Every line in the following data that has "terminal" counts toward the total; state that total alone.

○ ○ ○

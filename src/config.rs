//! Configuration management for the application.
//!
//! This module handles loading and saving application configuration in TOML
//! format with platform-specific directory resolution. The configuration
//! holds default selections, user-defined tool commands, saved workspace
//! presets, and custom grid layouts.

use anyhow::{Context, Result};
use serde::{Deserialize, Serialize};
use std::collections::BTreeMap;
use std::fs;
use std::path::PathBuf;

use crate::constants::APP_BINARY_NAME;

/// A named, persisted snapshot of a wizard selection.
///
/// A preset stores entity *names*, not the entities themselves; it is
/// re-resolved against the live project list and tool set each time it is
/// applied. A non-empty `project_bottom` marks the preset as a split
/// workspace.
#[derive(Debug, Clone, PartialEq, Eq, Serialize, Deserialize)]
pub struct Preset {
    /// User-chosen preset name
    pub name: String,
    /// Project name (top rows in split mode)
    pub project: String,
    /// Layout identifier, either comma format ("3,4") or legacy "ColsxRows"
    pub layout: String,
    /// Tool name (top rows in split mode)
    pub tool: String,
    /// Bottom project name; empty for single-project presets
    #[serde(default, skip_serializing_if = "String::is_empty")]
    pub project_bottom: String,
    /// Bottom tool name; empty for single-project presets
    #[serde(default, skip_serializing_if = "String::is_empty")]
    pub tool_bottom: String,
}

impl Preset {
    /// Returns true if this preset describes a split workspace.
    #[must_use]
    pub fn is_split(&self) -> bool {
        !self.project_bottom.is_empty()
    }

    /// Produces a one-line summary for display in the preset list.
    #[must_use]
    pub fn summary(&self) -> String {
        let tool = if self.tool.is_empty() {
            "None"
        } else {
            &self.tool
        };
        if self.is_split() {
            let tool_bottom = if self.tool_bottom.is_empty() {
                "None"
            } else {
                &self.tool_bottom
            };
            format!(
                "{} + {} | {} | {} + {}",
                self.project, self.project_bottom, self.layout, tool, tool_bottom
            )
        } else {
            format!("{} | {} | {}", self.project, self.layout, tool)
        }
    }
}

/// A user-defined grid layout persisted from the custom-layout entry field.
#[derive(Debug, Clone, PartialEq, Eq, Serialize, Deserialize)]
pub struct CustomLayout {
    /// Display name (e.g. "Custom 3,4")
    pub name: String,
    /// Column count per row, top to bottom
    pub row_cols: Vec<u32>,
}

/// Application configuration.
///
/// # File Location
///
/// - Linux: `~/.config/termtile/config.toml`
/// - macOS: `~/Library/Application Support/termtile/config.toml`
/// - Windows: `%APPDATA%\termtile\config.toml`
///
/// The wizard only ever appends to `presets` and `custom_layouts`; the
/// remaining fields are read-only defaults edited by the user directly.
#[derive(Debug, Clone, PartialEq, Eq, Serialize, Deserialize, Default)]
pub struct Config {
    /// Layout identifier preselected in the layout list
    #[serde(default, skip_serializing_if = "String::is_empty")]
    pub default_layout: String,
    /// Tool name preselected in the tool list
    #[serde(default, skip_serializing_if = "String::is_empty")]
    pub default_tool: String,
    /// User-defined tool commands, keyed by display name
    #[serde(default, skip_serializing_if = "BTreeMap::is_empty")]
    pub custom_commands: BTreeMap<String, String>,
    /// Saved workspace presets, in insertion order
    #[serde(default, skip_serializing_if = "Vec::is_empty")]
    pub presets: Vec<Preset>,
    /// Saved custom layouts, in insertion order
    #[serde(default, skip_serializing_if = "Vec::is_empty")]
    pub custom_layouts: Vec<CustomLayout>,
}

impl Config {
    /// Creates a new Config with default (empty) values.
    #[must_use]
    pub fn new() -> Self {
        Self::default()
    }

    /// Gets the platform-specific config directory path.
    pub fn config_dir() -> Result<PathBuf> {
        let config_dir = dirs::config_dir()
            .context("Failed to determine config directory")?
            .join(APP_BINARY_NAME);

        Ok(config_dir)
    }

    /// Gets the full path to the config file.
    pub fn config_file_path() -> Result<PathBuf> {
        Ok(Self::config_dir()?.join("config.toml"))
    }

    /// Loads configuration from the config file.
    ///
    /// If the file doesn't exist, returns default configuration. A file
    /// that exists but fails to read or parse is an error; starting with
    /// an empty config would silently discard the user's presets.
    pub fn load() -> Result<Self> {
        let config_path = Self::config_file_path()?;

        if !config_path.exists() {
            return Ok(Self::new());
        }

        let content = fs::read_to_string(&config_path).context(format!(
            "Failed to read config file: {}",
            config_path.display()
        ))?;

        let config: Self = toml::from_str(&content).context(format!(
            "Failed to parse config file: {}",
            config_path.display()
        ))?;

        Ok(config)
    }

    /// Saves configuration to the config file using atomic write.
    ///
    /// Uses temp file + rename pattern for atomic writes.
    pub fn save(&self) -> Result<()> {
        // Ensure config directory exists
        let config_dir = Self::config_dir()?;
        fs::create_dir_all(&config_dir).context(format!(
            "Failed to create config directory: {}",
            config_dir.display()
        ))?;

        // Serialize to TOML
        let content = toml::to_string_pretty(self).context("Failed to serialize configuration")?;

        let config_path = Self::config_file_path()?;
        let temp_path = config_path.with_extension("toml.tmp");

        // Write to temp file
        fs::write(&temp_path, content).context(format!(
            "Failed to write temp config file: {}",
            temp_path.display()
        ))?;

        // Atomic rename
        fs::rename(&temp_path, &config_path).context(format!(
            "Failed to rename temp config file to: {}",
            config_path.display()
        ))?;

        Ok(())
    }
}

○ ○ ○

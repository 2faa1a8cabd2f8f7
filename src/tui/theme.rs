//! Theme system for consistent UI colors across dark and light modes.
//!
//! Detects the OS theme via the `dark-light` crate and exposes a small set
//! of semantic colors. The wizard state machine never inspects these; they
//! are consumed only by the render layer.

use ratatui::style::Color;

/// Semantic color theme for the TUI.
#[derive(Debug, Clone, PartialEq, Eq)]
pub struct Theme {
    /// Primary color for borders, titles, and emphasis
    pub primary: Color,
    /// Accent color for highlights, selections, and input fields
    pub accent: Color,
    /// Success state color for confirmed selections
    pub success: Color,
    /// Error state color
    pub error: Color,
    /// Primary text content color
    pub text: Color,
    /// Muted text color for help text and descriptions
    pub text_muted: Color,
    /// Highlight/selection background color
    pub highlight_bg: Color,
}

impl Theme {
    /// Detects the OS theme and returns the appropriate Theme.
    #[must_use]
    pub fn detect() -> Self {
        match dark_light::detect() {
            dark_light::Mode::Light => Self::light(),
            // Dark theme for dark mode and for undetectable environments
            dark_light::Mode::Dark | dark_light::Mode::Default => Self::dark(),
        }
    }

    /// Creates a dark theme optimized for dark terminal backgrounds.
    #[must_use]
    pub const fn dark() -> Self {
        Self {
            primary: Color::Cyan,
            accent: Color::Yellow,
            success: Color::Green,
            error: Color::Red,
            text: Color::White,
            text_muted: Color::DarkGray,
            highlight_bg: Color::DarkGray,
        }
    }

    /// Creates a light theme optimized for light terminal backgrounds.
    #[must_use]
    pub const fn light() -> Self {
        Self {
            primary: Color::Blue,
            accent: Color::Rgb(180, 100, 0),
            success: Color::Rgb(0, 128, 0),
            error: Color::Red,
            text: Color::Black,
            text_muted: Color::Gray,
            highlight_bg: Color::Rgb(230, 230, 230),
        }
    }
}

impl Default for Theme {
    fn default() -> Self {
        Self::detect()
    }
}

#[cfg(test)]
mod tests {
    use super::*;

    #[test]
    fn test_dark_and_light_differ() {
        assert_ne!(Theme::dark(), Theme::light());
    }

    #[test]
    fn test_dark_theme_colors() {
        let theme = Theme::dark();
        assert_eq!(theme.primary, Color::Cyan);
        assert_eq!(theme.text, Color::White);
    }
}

○ ○ ○

Exercise solution = 2